Exercise objective >> Output only how many lines below contain "details".

★ ★ ★ ★ ★

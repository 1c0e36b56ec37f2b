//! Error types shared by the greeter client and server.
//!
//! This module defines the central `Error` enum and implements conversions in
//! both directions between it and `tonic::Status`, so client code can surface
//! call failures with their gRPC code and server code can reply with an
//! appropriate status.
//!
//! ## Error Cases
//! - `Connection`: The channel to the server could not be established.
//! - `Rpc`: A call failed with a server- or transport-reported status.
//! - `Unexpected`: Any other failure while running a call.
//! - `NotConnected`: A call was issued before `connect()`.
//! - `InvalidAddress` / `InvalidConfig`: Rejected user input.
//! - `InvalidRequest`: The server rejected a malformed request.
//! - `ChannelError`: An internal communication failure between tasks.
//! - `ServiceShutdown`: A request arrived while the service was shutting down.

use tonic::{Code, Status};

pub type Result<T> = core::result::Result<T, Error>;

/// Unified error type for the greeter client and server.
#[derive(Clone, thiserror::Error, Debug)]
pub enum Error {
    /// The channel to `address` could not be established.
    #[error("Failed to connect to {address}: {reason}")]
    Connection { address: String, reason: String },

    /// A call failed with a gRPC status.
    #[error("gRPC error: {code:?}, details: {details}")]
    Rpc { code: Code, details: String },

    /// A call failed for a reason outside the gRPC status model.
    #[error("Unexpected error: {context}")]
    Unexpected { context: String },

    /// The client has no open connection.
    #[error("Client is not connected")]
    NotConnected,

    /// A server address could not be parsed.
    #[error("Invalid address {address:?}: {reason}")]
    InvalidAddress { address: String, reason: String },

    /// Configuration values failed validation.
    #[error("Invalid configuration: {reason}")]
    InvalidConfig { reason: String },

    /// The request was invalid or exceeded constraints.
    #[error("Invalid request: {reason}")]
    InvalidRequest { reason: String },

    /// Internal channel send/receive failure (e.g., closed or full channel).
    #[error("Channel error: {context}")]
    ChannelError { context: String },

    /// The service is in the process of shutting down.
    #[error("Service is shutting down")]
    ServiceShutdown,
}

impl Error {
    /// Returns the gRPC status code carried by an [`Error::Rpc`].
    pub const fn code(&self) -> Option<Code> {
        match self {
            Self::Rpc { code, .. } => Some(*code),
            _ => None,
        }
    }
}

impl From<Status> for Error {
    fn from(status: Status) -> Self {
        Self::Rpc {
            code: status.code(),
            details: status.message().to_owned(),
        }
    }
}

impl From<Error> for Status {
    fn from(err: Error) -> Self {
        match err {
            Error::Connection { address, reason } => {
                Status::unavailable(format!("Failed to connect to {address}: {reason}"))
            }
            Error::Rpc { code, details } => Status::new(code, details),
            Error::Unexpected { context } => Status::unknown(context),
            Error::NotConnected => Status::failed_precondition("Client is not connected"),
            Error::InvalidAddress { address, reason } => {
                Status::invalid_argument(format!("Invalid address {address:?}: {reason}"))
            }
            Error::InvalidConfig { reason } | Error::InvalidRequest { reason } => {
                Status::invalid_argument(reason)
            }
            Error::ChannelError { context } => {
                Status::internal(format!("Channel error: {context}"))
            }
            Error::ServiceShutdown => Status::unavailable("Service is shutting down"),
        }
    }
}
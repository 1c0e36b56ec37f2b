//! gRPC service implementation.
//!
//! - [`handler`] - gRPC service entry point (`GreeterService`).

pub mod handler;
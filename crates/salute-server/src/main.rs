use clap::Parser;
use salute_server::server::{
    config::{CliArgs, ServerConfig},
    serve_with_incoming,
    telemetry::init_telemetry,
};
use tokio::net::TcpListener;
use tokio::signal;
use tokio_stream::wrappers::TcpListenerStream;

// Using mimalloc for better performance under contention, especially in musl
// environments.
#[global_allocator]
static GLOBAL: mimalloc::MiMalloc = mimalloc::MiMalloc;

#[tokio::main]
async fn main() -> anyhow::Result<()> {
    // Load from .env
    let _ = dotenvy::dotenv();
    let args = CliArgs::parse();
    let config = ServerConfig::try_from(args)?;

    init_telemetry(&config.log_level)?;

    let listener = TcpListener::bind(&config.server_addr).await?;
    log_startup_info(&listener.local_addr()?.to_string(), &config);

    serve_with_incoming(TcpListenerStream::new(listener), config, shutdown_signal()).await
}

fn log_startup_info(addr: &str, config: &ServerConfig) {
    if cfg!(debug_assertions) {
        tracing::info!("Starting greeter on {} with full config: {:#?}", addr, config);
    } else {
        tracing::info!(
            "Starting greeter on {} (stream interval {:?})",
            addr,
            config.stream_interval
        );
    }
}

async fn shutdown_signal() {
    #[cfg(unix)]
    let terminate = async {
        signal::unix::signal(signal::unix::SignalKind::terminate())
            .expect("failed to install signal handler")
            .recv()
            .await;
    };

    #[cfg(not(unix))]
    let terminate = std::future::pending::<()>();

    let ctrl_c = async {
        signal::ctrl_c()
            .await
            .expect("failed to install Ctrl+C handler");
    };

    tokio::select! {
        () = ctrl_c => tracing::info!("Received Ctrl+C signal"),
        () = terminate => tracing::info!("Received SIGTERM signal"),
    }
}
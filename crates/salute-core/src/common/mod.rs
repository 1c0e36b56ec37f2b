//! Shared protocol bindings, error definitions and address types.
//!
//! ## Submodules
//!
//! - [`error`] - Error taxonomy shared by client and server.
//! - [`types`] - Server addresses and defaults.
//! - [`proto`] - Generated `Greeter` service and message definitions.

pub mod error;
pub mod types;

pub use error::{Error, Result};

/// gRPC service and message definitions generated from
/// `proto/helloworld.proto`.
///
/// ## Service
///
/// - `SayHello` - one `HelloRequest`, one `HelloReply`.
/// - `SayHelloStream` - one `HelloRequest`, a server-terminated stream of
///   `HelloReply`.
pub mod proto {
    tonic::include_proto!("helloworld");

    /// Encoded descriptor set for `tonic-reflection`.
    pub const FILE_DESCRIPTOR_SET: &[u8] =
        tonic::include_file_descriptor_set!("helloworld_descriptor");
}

★ ★ ★ ★ ★

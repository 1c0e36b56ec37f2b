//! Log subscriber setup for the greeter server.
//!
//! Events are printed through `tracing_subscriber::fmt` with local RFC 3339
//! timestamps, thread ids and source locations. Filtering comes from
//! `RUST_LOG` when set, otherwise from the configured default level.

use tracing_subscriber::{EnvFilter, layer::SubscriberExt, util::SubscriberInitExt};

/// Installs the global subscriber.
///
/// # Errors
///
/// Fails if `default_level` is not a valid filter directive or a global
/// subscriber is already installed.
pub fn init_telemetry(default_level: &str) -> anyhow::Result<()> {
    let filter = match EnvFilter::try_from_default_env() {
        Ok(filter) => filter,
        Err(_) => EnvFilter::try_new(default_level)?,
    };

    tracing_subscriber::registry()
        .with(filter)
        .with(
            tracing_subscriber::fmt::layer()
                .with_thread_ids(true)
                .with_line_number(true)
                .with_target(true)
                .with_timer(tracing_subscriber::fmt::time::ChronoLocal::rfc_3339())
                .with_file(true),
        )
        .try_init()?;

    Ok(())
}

★ ★ ★ ★ ★

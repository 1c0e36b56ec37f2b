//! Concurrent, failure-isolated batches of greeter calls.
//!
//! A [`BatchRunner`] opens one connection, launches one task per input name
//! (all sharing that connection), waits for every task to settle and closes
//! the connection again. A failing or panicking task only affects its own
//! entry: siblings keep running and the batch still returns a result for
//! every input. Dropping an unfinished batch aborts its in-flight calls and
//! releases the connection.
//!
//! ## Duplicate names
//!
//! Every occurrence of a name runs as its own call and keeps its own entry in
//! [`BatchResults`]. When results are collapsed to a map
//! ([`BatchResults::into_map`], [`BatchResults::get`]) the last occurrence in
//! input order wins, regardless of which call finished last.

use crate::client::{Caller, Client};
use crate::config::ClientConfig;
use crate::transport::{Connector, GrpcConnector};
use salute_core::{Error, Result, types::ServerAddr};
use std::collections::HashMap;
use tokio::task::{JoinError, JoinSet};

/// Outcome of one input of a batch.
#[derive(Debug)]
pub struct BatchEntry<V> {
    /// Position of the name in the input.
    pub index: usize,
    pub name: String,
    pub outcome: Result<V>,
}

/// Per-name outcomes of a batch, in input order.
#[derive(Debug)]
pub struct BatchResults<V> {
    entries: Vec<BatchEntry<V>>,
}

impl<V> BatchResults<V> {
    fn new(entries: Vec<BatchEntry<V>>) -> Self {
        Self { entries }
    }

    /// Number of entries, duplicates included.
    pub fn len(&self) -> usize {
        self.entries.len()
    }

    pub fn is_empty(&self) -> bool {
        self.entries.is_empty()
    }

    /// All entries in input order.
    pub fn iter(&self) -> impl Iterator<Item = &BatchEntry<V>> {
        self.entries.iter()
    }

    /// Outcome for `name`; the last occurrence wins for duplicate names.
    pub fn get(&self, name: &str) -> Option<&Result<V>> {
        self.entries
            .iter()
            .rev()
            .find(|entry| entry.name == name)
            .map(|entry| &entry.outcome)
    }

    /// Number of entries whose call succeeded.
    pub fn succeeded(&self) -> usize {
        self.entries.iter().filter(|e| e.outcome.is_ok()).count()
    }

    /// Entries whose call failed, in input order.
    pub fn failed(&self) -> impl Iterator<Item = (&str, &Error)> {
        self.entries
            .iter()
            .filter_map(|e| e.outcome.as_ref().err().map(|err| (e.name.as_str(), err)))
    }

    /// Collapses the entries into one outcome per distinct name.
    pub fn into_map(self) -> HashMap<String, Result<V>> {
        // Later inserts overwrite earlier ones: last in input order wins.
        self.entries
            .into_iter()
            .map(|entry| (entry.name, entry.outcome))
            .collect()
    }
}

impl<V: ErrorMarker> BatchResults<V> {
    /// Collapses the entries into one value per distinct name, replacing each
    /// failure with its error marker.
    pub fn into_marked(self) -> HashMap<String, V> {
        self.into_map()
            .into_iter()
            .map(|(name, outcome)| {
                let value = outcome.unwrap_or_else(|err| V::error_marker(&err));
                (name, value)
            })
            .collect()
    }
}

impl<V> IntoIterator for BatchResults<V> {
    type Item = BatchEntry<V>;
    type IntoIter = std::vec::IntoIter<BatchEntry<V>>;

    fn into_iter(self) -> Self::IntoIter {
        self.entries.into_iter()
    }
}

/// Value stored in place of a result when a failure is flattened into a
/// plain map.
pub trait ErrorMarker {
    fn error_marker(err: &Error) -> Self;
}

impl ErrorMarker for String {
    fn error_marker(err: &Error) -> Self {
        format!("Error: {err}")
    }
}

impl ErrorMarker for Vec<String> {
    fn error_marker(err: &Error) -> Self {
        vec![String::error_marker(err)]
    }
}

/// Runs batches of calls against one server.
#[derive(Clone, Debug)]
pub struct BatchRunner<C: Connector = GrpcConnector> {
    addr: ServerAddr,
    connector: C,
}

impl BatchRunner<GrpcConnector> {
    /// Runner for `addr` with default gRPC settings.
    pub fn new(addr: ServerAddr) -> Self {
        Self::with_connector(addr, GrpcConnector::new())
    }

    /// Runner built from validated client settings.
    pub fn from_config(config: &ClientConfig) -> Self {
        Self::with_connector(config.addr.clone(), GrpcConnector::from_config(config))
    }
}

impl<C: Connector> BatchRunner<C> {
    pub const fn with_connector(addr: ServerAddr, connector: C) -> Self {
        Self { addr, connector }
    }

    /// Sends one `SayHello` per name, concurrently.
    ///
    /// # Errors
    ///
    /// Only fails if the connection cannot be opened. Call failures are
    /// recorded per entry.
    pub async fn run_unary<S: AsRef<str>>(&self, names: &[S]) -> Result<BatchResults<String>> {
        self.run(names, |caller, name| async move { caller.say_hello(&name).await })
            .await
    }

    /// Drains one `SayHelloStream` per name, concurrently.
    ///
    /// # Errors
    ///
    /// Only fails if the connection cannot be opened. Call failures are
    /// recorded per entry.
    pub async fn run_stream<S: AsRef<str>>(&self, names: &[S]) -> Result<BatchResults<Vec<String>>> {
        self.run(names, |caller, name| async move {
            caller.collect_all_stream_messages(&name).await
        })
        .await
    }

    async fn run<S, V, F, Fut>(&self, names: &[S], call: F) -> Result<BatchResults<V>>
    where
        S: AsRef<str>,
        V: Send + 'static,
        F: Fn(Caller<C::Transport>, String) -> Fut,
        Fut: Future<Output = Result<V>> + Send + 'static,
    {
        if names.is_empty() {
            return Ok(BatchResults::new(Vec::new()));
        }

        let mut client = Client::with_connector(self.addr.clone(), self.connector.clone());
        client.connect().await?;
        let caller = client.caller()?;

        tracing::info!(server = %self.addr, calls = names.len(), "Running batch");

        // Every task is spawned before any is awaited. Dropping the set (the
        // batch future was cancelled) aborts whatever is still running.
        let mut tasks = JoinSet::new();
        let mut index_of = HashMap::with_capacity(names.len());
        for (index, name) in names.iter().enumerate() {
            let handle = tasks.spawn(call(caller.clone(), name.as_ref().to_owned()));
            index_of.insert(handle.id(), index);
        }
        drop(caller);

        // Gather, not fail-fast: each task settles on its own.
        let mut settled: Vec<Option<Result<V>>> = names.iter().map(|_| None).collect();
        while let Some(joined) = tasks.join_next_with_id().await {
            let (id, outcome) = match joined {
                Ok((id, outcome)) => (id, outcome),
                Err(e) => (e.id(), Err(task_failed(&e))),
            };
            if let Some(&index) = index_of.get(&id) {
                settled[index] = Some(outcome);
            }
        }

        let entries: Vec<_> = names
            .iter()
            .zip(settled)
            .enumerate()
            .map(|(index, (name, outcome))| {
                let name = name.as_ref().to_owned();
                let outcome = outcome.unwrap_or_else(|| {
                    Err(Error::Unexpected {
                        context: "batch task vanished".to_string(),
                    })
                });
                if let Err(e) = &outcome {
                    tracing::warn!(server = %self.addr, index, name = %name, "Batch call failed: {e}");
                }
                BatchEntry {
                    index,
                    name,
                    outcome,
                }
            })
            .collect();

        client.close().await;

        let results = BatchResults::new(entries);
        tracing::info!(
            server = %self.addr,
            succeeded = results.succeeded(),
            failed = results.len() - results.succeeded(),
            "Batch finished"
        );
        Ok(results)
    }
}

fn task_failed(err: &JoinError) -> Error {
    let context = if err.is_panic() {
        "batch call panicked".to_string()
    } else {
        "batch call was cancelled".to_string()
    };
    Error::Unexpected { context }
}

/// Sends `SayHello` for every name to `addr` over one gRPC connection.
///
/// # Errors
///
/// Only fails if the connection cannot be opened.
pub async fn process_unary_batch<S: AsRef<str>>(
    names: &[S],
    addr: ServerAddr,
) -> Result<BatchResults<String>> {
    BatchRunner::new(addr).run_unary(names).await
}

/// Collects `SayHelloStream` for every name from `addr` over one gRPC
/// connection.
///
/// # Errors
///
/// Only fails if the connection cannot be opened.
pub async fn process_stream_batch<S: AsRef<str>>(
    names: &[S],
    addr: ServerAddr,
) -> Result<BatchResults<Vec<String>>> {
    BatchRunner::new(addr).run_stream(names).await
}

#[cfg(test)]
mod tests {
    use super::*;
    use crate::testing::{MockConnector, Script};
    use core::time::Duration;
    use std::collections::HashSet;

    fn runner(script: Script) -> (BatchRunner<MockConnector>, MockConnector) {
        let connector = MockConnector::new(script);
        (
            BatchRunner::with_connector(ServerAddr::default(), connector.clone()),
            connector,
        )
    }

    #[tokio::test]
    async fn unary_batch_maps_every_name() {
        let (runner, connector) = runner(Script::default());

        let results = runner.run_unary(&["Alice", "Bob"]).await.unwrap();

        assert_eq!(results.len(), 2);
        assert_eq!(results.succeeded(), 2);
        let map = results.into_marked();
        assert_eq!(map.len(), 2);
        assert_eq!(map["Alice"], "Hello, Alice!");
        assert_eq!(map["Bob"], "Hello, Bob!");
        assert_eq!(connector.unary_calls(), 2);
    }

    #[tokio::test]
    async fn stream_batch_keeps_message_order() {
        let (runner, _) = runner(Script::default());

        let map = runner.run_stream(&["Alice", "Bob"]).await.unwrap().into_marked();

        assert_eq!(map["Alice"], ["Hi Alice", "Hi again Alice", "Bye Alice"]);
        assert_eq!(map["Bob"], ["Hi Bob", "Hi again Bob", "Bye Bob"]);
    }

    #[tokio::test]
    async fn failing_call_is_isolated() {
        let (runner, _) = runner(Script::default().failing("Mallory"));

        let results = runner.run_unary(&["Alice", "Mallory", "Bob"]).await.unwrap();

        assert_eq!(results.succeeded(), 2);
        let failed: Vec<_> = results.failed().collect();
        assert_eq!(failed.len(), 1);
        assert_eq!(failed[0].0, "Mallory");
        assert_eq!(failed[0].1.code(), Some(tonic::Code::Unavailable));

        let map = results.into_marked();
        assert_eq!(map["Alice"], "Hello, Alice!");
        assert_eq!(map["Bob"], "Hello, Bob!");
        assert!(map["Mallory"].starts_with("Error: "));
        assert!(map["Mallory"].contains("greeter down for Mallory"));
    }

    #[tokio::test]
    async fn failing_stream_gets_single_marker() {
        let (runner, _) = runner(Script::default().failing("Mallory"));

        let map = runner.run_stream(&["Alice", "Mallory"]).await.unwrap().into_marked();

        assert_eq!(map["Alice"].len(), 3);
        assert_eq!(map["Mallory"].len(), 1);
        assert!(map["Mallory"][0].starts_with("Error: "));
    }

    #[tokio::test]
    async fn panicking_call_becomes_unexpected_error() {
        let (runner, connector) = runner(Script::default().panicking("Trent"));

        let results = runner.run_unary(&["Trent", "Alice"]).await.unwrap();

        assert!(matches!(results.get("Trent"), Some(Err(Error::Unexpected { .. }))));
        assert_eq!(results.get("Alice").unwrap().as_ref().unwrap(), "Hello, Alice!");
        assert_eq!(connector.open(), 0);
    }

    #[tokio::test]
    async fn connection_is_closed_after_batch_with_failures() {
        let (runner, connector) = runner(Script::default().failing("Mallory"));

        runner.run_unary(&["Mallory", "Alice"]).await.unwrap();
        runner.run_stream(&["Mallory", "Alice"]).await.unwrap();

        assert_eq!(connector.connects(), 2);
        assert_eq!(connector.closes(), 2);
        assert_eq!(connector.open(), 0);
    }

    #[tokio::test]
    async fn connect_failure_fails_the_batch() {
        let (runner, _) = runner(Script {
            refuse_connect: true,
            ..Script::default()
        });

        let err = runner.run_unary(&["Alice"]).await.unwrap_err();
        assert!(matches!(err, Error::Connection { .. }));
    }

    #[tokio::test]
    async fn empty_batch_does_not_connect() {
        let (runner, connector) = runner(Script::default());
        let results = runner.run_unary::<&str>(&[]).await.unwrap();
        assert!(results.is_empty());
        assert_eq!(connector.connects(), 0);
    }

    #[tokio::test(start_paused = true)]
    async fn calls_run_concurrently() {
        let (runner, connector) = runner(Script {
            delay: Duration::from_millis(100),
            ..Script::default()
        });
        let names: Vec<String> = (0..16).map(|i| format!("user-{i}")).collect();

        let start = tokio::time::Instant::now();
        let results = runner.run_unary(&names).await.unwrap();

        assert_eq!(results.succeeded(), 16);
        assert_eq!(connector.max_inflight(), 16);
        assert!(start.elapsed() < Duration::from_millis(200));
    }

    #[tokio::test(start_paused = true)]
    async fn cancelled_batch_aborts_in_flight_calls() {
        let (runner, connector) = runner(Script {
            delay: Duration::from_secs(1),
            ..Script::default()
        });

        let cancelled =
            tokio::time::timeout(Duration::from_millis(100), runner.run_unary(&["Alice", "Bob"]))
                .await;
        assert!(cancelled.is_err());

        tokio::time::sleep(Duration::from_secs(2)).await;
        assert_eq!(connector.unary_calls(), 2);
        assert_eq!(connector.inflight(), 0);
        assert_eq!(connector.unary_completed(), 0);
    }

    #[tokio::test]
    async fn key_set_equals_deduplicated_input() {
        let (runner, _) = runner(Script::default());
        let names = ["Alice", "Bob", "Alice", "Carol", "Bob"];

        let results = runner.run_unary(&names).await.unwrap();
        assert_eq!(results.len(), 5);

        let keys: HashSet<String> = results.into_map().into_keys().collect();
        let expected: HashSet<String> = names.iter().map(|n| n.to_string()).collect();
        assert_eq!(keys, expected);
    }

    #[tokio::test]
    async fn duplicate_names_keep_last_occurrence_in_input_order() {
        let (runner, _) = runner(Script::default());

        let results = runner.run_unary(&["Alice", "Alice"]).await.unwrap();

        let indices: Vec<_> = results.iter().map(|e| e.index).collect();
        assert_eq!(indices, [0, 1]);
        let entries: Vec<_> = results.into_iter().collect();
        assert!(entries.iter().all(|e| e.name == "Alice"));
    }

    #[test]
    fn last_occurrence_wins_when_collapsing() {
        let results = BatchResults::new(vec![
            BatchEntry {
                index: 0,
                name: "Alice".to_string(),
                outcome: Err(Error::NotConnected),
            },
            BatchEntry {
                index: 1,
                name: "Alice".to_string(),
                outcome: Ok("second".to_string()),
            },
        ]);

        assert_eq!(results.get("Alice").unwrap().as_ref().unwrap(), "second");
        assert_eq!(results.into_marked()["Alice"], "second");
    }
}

★ ★ ★ ★ ★

Response below >> 4